16/06/2009

Diários de Jack Kerouac

Lendo Diários de Jack Kerouac (1947-1954) que ganhei de presente (valeu fafito!).

Domingo, 22 de junho de 1947
Outro pensamento que ajuda um escritor enquanto trabalha - deixe-o escrever seu romance "do jeito que ele gostaria de ver um romance escrito". Isso ajuda muito a libertar você dos grilhões da dúvida de si mesmo e o tipo de falta de autoconfiança que leva a revisões demais, cálculos demais, preocupação com "o que os outros vão pensar". Olhe para seu próprio trabalho e diga: "Este é um romance segundo o meu coração!". Porque vai ser isso de qualquer jeito, e esse é o problema - é a preocupação que deve ser eliminada pelo bem da força individual. Apesar de todo esse conselho despreocupado, eu mesmo avancei devagar, hoje, mas não fui mal, trabalhando na versão final do capítulo. Estou um pouco enferrujado. Ah, que grande palavrório eu poderia escrever esta manhã sobre meu temor de que não saiba escrever, de que seja ignorante e, pior de tudo, um idiota tentando fazer algo que não tenho a menor condição de fazer. Está na vontade, no coração! Pro inferno com essas dúvidas podres. Eu as desafio e cuspo nelas. Merde!

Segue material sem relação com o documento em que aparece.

//! Application error taxonomy and its HTTP mapping.
//!
//! Store failures keep their [`StoreError`] as the error source so the cause
//! can be logged, while the response body only ever carries the generic
//! message.

use axum::{
    Json,
    extract::rejection::JsonRejection,
    http::StatusCode,
    response::{IntoResponse, Response},
};
use serde::Serialize;
use thiserror::Error;
use validator::ValidationErrors;

use crate::domain::repositories::StoreError;

/// JSON body returned for every failed request: `{"error": "..."}`.
#[derive(Debug, Serialize)]
pub struct ErrorBody {
    pub error: String,
}

#[derive(Debug, Error)]
pub enum AppError {
    /// Missing or malformed caller input.
    #[error("{message}")]
    Validation { message: String },

    /// The mapping store failed or short code allocation gave up.
    #[error("{message}")]
    Persistence {
        message: String,
        #[source]
        source: Option<StoreError>,
    },

    /// The entropy source backing the code generator failed.
    #[error("{message}")]
    Generator { message: String },
}

impl AppError {
    pub fn validation(message: impl Into<String>) -> Self {
        Self::Validation {
            message: message.into(),
        }
    }

    pub fn persistence(message: impl Into<String>, source: Option<StoreError>) -> Self {
        Self::Persistence {
            message: message.into(),
            source,
        }
    }

    pub fn generator(message: impl Into<String>) -> Self {
        Self::Generator {
            message: message.into(),
        }
    }

    /// Returns the HTTP status this error is reported with.
    pub fn status_code(&self) -> StatusCode {
        match self {
            Self::Validation { .. } => StatusCode::BAD_REQUEST,
            Self::Persistence { .. } | Self::Generator { .. } => {
                StatusCode::INTERNAL_SERVER_ERROR
            }
        }
    }
}

impl From<ValidationErrors> for AppError {
    fn from(errors: ValidationErrors) -> Self {
        let mut fields: Vec<_> = errors
            .field_errors()
            .into_iter()
            .map(|(field, errs)| {
                errs.iter()
                    .find_map(|e| e.message.as_ref().map(ToString::to_string))
                    .unwrap_or_else(|| format!("{field} is invalid"))
            })
            .collect();
        fields.sort();

        Self::validation(fields.join("; "))
    }
}

impl From<JsonRejection> for AppError {
    fn from(rejection: JsonRejection) -> Self {
        Self::validation(rejection.body_text())
    }
}

impl IntoResponse for AppError {
    fn into_response(self) -> Response {
        let status = self.status_code();

        match &self {
            Self::Validation { message } => {
                tracing::info!(%message, "Rejected invalid request");
            }
            Self::Persistence { message, source } => {
                tracing::error!(%message, source = ?source, "Store operation failed");
            }
            Self::Generator { message } => {
                tracing::error!(%message, "Short code generation failed");
            }
        }

        let body = ErrorBody {
            error: self.to_string(),
        };

        (status, Json(body)).into_response()
    }
}
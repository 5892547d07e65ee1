//! HTTP request/response tracing middleware.

use tower_http::LatencyUnit;
use tower_http::classify::{ServerErrorsAsFailures, SharedClassifier};
use tower_http::trace::{DefaultMakeSpan, DefaultOnRequest, DefaultOnResponse, TraceLayer};
use tracing::Level;

/// Creates a tracing middleware for HTTP requests.
///
/// Opens an `INFO` span per request (method, URI, version) and logs the
/// response status with latency in milliseconds. Request start is logged at
/// `DEBUG` so that routine redirects stay quiet at the default level.
///
/// ```text
/// INFO request{method=POST uri=/shorten version=HTTP/1.1}: finished processing request latency=3 ms status=200
/// ```
pub fn layer() -> TraceLayer<SharedClassifier<ServerErrorsAsFailures>> {
    TraceLayer::new_for_http()
        .make_span_with(DefaultMakeSpan::new().level(Level::INFO))
        .on_request(DefaultOnRequest::new().level(Level::DEBUG))
        .on_response(
            DefaultOnResponse::new()
                .level(Level::INFO)
                .latency_unit(LatencyUnit::Millis),
        )
}
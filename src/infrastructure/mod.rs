//! Infrastructure layer for external integrations.
//!
//! This layer implements the store contract defined by the domain layer.
//!
//! # Modules
//!
//! - [`persistence`] - PostgreSQL and in-memory repository implementations

pub mod persistence;
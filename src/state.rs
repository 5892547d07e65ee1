//! Shared application state injected into every handler.

use std::sync::Arc;

use crate::application::services::MappingService;

#[derive(Clone)]
pub struct AppState {
    pub mapping_service: Arc<MappingService>,
}

impl AppState {
    pub fn new(mapping_service: Arc<MappingService>) -> Self {
        Self { mapping_service }
    }
}
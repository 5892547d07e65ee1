//! Handler for health check endpoint.

use axum::{Json, extract::State, http::StatusCode};

use crate::api::dto::health::{CheckStatus, HealthChecks, HealthResponse};
use crate::state::AppState;

/// Returns service health status with component checks.
///
/// # Endpoint
///
/// `GET /health`
///
/// # Response Codes
///
/// - **200 OK**: The mapping store answered
/// - **503 Service Unavailable**: The mapping store is unreachable
///
/// # Response
///
/// ```json
/// {
///   "status": "healthy",
///   "version": "0.1.0",
///   "checks": {
///     "store": { "status": "ok" }
///   }
/// }
/// ```
pub async fn health_handler(
    State(state): State<AppState>,
) -> Result<Json<HealthResponse>, (StatusCode, Json<HealthResponse>)> {
    let store_check = check_store(&state).await;
    let healthy = store_check.status == "ok";

    let response = HealthResponse {
        status: if healthy { "healthy" } else { "degraded" }.to_string(),
        version: env!("CARGO_PKG_VERSION").to_string(),
        checks: HealthChecks { store: store_check },
    };

    if healthy {
        Ok(Json(response))
    } else {
        Err((StatusCode::SERVICE_UNAVAILABLE, Json(response)))
    }
}

async fn check_store(state: &AppState) -> CheckStatus {
    match state.mapping_service.check_store().await {
        Ok(()) => CheckStatus {
            status: "ok".to_string(),
            message: None,
        },
        Err(e) => {
            tracing::warn!(error = ?e, "Store health check failed");
            CheckStatus {
                status: "error".to_string(),
                message: Some(e.to_string()),
            }
        }
    }
}
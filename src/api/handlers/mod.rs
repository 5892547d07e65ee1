//! HTTP request handlers for API endpoints.
//!
//! Each handler module corresponds to a logical grouping of endpoints.

pub mod health;
pub mod redirect;
pub mod shorten;
pub mod update;

pub use health::health_handler;
pub use redirect::redirect_handler;
pub use shorten::shorten_handler;
pub use update::{extend_expiry_handler, update_destination_handler};
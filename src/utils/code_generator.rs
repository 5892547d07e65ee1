//! Short code generation.
//!
//! Codes are drawn from the operating system's entropy source and mapped onto
//! the 62-symbol alphanumeric alphabet. Codes are random, never sequential.

use crate::error::AppError;

/// Alphabet short codes are drawn from.
const ALPHABET: &[u8] = b"ABCDEFGHIJKLMNOPQRSTUVWXYZabcdefghijklmnopqrstuvwxyz0123456789";

/// Default number of characters in a generated code.
pub const DEFAULT_CODE_LENGTH: usize = 8;

/// Largest multiple of the alphabet size that fits in a byte.
/// Bytes at or above it are discarded so every symbol is equally likely.
const REJECTION_THRESHOLD: u8 = (256 - 256 % ALPHABET.len()) as u8;

/// Upper bound on entropy refills for a single code.
const MAX_REFILLS: usize = 16;

/// Produces candidate short codes.
///
/// Implementations only propose codes; uniqueness is enforced by the store.
#[cfg_attr(test, mockall::automock)]
pub trait CodeGenerator: Send + Sync {
    /// Generates a fresh candidate code.
    ///
    /// # Errors
    ///
    /// Returns [`AppError::Generator`] if no entropy is available.
    fn generate(&self) -> Result<String, AppError>;
}

/// Random alphanumeric code generator backed by `getrandom`.
#[derive(Debug, Clone)]
pub struct RandomCodeGenerator {
    length: usize,
}

impl RandomCodeGenerator {
    /// Creates a generator producing codes of `length` characters.
    pub fn new(length: usize) -> Self {
        Self { length }
    }
}

impl Default for RandomCodeGenerator {
    fn default() -> Self {
        Self::new(DEFAULT_CODE_LENGTH)
    }
}

impl CodeGenerator for RandomCodeGenerator {
    fn generate(&self) -> Result<String, AppError> {
        let mut code = String::with_capacity(self.length);
        let mut buffer = vec![0u8; self.length * 2];

        for _ in 0..MAX_REFILLS {
            getrandom::fill(&mut buffer).map_err(|e| {
                tracing::error!(error = %e, "Entropy source unavailable");
                AppError::generator("Failed to generate short code")
            })?;

            for &byte in &buffer {
                if code.len() == self.length {
                    return Ok(code);
                }
                if byte < REJECTION_THRESHOLD {
                    code.push(ALPHABET[usize::from(byte) % ALPHABET.len()] as char);
                }
            }

            if code.len() == self.length {
                return Ok(code);
            }
        }

        tracing::error!(refills = MAX_REFILLS, "Entropy source kept yielding rejected bytes");
        Err(AppError::generator("Failed to generate short code"))
    }
}

/// Checks that a caller-supplied short code is usable as a lookup key.
///
/// # Errors
///
/// Returns [`AppError::Validation`] if the code is empty or contains
/// characters that cannot appear in a path segment.
pub fn validate_short_code(code: &str) -> Result<(), AppError> {
    if code.trim().is_empty() {
        return Err(AppError::validation("shortUrl is required"));
    }

    if code.chars().any(|c| c.is_whitespace() || c == '/') {
        return Err(AppError::validation(
            "shortUrl must not contain whitespace or '/'",
        ));
    }

    Ok(())
}

#[cfg(test)]
mod tests {
    use super::*;
    use std::collections::HashSet;

    #[test]
    fn test_generate_code_has_default_length() {
        let code = RandomCodeGenerator::default().generate().unwrap();
        assert_eq!(code.len(), DEFAULT_CODE_LENGTH);
    }

    #[test]
    fn test_generate_code_custom_length() {
        let code = RandomCodeGenerator::new(12).generate().unwrap();
        assert_eq!(code.len(), 12);
    }

    #[test]
    fn test_generate_code_is_alphanumeric() {
        let generator = RandomCodeGenerator::default();
        for _ in 0..100 {
            let code = generator.generate().unwrap();
            assert!(code.chars().all(|c| c.is_ascii_alphanumeric()), "{code}");
        }
    }

    #[test]
    fn test_generate_code_produces_unique_codes() {
        let generator = RandomCodeGenerator::default();
        let codes: HashSet<_> = (0..1000).map(|_| generator.generate().unwrap()).collect();
        assert_eq!(codes.len(), 1000);
    }

    #[test]
    fn test_rejection_threshold() {
        assert_eq!(REJECTION_THRESHOLD, 248);
    }

    #[test]
    fn test_validate_short_code_accepts_generated() {
        let code = RandomCodeGenerator::default().generate().unwrap();
        assert!(validate_short_code(&code).is_ok());
    }

    #[test]
    fn test_validate_short_code_empty() {
        assert!(matches!(
            validate_short_code(""),
            Err(AppError::Validation { .. })
        ));
        assert!(validate_short_code("   ").is_err());
    }

    #[test]
    fn test_validate_short_code_rejects_slash_and_spaces() {
        assert!(validate_short_code("abc/def").is_err());
        assert!(validate_short_code("abc def").is_err());
    }
}
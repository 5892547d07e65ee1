#![allow(dead_code)]

use async_trait::async_trait;
use axum::ServiceExt;
use axum::extract::Request;
use axum_test::TestServer;
use chrono::{DateTime, Utc};
use linkspan::application::services::{ExpiryPolicy, MappingService};
use linkspan::domain::entities::{NewMapping, UrlMapping};
use linkspan::domain::repositories::{MappingRepository, StoreError};
use linkspan::infrastructure::persistence::InMemoryMappingRepository;
use linkspan::routes::{app_router, build_router};
use linkspan::state::AppState;
use linkspan::utils::code_generator::RandomCodeGenerator;
use std::sync::Arc;

/// State backed by a fresh in-memory store, returned alongside the store so
/// tests can seed and inspect it directly.
pub fn create_test_state() -> (AppState, Arc<InMemoryMappingRepository>) {
    let repository = Arc::new(InMemoryMappingRepository::new());
    let service = MappingService::new(
        repository.clone(),
        Arc::new(RandomCodeGenerator::default()),
        ExpiryPolicy::default(),
    );
    (AppState::new(Arc::new(service)), repository)
}

/// State whose store fails every call.
pub fn create_failing_state() -> AppState {
    let service = MappingService::new(
        Arc::new(FailingRepository),
        Arc::new(RandomCodeGenerator::default()),
        ExpiryPolicy::default(),
    );
    AppState::new(Arc::new(service))
}

/// Test server over the full router.
pub fn make_server(state: AppState) -> TestServer {
    TestServer::new(build_router(state)).unwrap()
}

/// Test server over the router as served, including path normalization.
pub fn make_normalized_server(state: AppState) -> TestServer {
    TestServer::new(ServiceExt::<Request>::into_make_service(app_router(state))).unwrap()
}

pub async fn create_test_mapping(
    repository: &InMemoryMappingRepository,
    code: &str,
    url: &str,
    expires_at: DateTime<Utc>,
) -> UrlMapping {
    repository
        .insert(NewMapping {
            short_code: code.to_string(),
            destination_url: url.to_string(),
            expires_at,
        })
        .await
        .unwrap()
}

struct FailingRepository;

fn unavailable() -> StoreError {
    StoreError::Database(sqlx::Error::PoolTimedOut)
}

#[async_trait]
impl MappingRepository for FailingRepository {
    async fn insert(&self, _new_mapping: NewMapping) -> Result<UrlMapping, StoreError> {
        Err(unavailable())
    }

    async fn find_by_code(&self, _short_code: &str) -> Result<Option<UrlMapping>, StoreError> {
        Err(unavailable())
    }

    async fn update_destination(
        &self,
        _short_code: &str,
        _destination_url: &str,
    ) -> Result<bool, StoreError> {
        Err(unavailable())
    }

    async fn set_expiry(
        &self,
        _short_code: &str,
        _expires_at: DateTime<Utc>,
    ) -> Result<bool, StoreError> {
        Err(unavailable())
    }

    async fn delete_expired(&self, _now: DateTime<Utc>) -> Result<u64, StoreError> {
        Err(unavailable())
    }

    async fn ping(&self) -> Result<(), StoreError> {
        Err(unavailable())
    }
}
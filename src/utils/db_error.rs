//! Helpers for classifying `sqlx` errors.

/// Name of the primary key constraint on `url_mappings.short_code`.
pub const SHORT_CODE_CONSTRAINT: &str = "url_mappings_pkey";

/// Returns true if `e` is a unique violation on the short code column.
pub fn is_unique_violation_on_code(e: &sqlx::Error) -> bool {
    let Some(db_err) = e.as_database_error() else {
        return false;
    };

    if !db_err.is_unique_violation() {
        return false;
    }

    matches!(db_err.constraint(), Some(SHORT_CODE_CONSTRAINT) | None)
}
use crate::error::Result;
use sqlx::sqlite::{SqliteConnectOptions, SqlitePoolOptions};
use sqlx::SqlitePool;
use std::str::FromStr;
use std::time::Duration;

pub async fn create_pool(database_url: &str) -> Result<SqlitePool> {
    let options = SqliteConnectOptions::from_str(database_url)?.create_if_missing(true);

    // An in-memory database lives only as long as its connection, so keep a
    // single one open for the lifetime of the pool.
    let pool = if database_url.contains(":memory:") {
        SqlitePoolOptions::new()
            .max_connections(1)
            .min_connections(1)
            .idle_timeout(None)
            .max_lifetime(None)
            .connect_with(options)
            .await?
    } else {
        SqlitePoolOptions::new()
            .max_connections(8)
            .acquire_timeout(Duration::from_secs(30))
            .connect_with(options)
            .await?
    };

    tracing::info!("SQLite pool established for {}", database_url);
    Ok(pool)
}

pub async fn run_migrations(pool: &SqlitePool) -> Result<()> {
    sqlx::migrate!("./migrations").run(pool).await?;
    Ok(())
}
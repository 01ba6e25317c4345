pub mod config;
pub mod database;
pub mod dto;
pub mod error;
pub mod models;
pub mod routes;
pub mod services;

use std::sync::Arc;

use crate::services::{
    ai_service::QueryInterpreter, candidate_service::CandidateService,
    search_service::SearchService,
};
use sqlx::SqlitePool;

#[derive(Clone)]
pub struct AppState {
    pub candidate_service: CandidateService,
    pub search_service: SearchService,
}

impl AppState {
    pub fn new(pool: SqlitePool, interpreter: Arc<dyn QueryInterpreter>) -> Self {
        let candidate_service = CandidateService::new(pool);
        let search_service = SearchService::new(interpreter, candidate_service.clone());

        Self {
            candidate_service,
            search_service,
        }
    }
}
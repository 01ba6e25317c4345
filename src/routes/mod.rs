pub mod candidate_routes;
pub mod health;
pub mod search;

use axum::{
    routing::{get, post},
    Router,
};
use tower_http::{cors::CorsLayer, trace::TraceLayer};

use crate::AppState;

pub fn router(state: AppState) -> Router {
    Router::new()
        .route("/api/health", get(health::health))
        .route("/api/search", post(search::search_candidates))
        .route(
            "/api/candidates",
            get(candidate_routes::list_candidates).post(candidate_routes::register_candidate),
        )
        .with_state(state)
        .layer(CorsLayer::permissive())
        .layer(TraceLayer::new_for_http())
}
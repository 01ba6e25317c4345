pub mod ai_service;
pub mod candidate_service;
pub mod reply_classifier;
pub mod search_service;
pub mod candidate;
pub mod pool;
pub mod seed;
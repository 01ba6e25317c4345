use crate::error::Result;
use sqlx::SqlitePool;

pub struct SeedCandidate {
    pub name: &'static str,
    pub nationality: &'static str,
    pub major: &'static str,
    pub experience_years: i64,
    pub gender: &'static str,
    pub city: &'static str,
    pub cv_link: &'static str,
}

pub const SEED_CANDIDATES: [SeedCandidate; 10] = [
    SeedCandidate {
        name: "محمد الغامدي",
        nationality: "سعودي",
        major: "هندسة حاسب",
        experience_years: 5,
        gender: "ذكر",
        city: "الرياض",
        cv_link: "https://example.com/cv/mohammed-alghamdi.pdf",
    },
    SeedCandidate {
        name: "فاطمة العتيبي",
        nationality: "سعودي",
        major: "تسويق",
        experience_years: 3,
        gender: "انثى",
        city: "جدة",
        cv_link: "https://example.com/cv/fatima-alotaibi.pdf",
    },
    SeedCandidate {
        name: "أحمد محمود",
        nationality: "مصري",
        major: "هندسة حاسب",
        experience_years: 7,
        gender: "ذكر",
        city: "الرياض",
        cv_link: "https://example.com/cv/ahmed-mahmoud.pdf",
    },
    SeedCandidate {
        name: "نورة الشمري",
        nationality: "سعودي",
        major: "علم نفس",
        experience_years: 2,
        gender: "انثى",
        city: "الدمام",
        cv_link: "https://example.com/cv/noura-alshammari.pdf",
    },
    SeedCandidate {
        name: "خالد السعيد",
        nationality: "سعودي",
        major: "إدارة أعمال",
        experience_years: 10,
        gender: "ذكر",
        city: "الرياض",
        cv_link: "https://example.com/cv/khaled-alsaeed.pdf",
    },
    SeedCandidate {
        name: "سارة الحربي",
        nationality: "سعودي",
        major: "هندسة حاسب",
        experience_years: 4,
        gender: "انثى",
        city: "جدة",
        cv_link: "https://example.com/cv/sara-alharbi.pdf",
    },
    SeedCandidate {
        name: "يوسف إبراهيم",
        nationality: "مصري",
        major: "تسويق",
        experience_years: 6,
        gender: "ذكر",
        city: "الرياض",
        cv_link: "https://example.com/cv/youssef-ibrahim.pdf",
    },
    SeedCandidate {
        name: "ريم القحطاني",
        nationality: "سعودي",
        major: "موارد بشرية",
        experience_years: 5,
        gender: "انثى",
        city: "الخبر",
        cv_link: "https://example.com/cv/reem-alqahtani.pdf",
    },
    SeedCandidate {
        name: "عبدالله الدوسري",
        nationality: "سعودي",
        major: "هندسة حاسب",
        experience_years: 8,
        gender: "ذكر",
        city: "الرياض",
        cv_link: "https://example.com/cv/abdullah-aldosari.pdf",
    },
    SeedCandidate {
        name: "هند الزهراني",
        nationality: "سعودي",
        major: "تصميم جرافيك",
        experience_years: 3,
        gender: "انثى",
        city: "جدة",
        cv_link: "https://example.com/cv/hind-alzahrani.pdf",
    },
];

/// Clears the candidates table and loads the demo profiles. Returns the
/// number of rows inserted.
pub async fn seed_candidates(pool: &SqlitePool) -> Result<u64> {
    let mut tx = pool.begin().await?;

    sqlx::query("DELETE FROM candidates")
        .execute(&mut *tx)
        .await?;

    let mut inserted = 0;
    for candidate in SEED_CANDIDATES.iter() {
        sqlx::query(
            r#"
            INSERT INTO candidates (name, nationality, major, experience_years, gender, city, cv_link)
            VALUES (?, ?, ?, ?, ?, ?, ?)
            "#,
        )
        .bind(candidate.name)
        .bind(candidate.nationality)
        .bind(candidate.major)
        .bind(candidate.experience_years)
        .bind(candidate.gender)
        .bind(candidate.city)
        .bind(candidate.cv_link)
        .execute(&mut *tx)
        .await?;

        tracing::info!(
            "Added: {} - {} - {}",
            candidate.name,
            candidate.major,
            candidate.city
        );
        inserted += 1;
    }

    tx.commit().await?;
    Ok(inserted)
}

Ao que parece, estes questionamentos que assolavam Kerouac no período em que escrevia seu primeiro romance tiveram peso fundamental em definir características marcantes de sua linguagem literária, como a espontaneidade e a fluidez.

Eu costumava pensar que o combate à auto-censura em qualquer campo artístico deveria ser um exercício constante. Mas, até que ponto o "preocupar-se em não se preocupar" não acaba apenas alterando o foco da fonte de preocupação? A dificuldade da tarefa se assemelha à da meditação - simplesmente não pensar - sem nem mesmo pensar em não pensar. A meu ver, o cenário ideal é um apurado domínio da técnica, capaz de representar imediatamente e com fidelidade todas as nuances de sentimentos e idéias emitidos, e a renúncia a quaisquer ruídos racionais. Uma ponte direta entre a emoção e a obra.

Certamente que isso não é nada fácil e eu mesmo perdi uns 15 minutos escrevendo o parágrafo acima, que não vou nem reler, sob o risco de querer mudar tudo.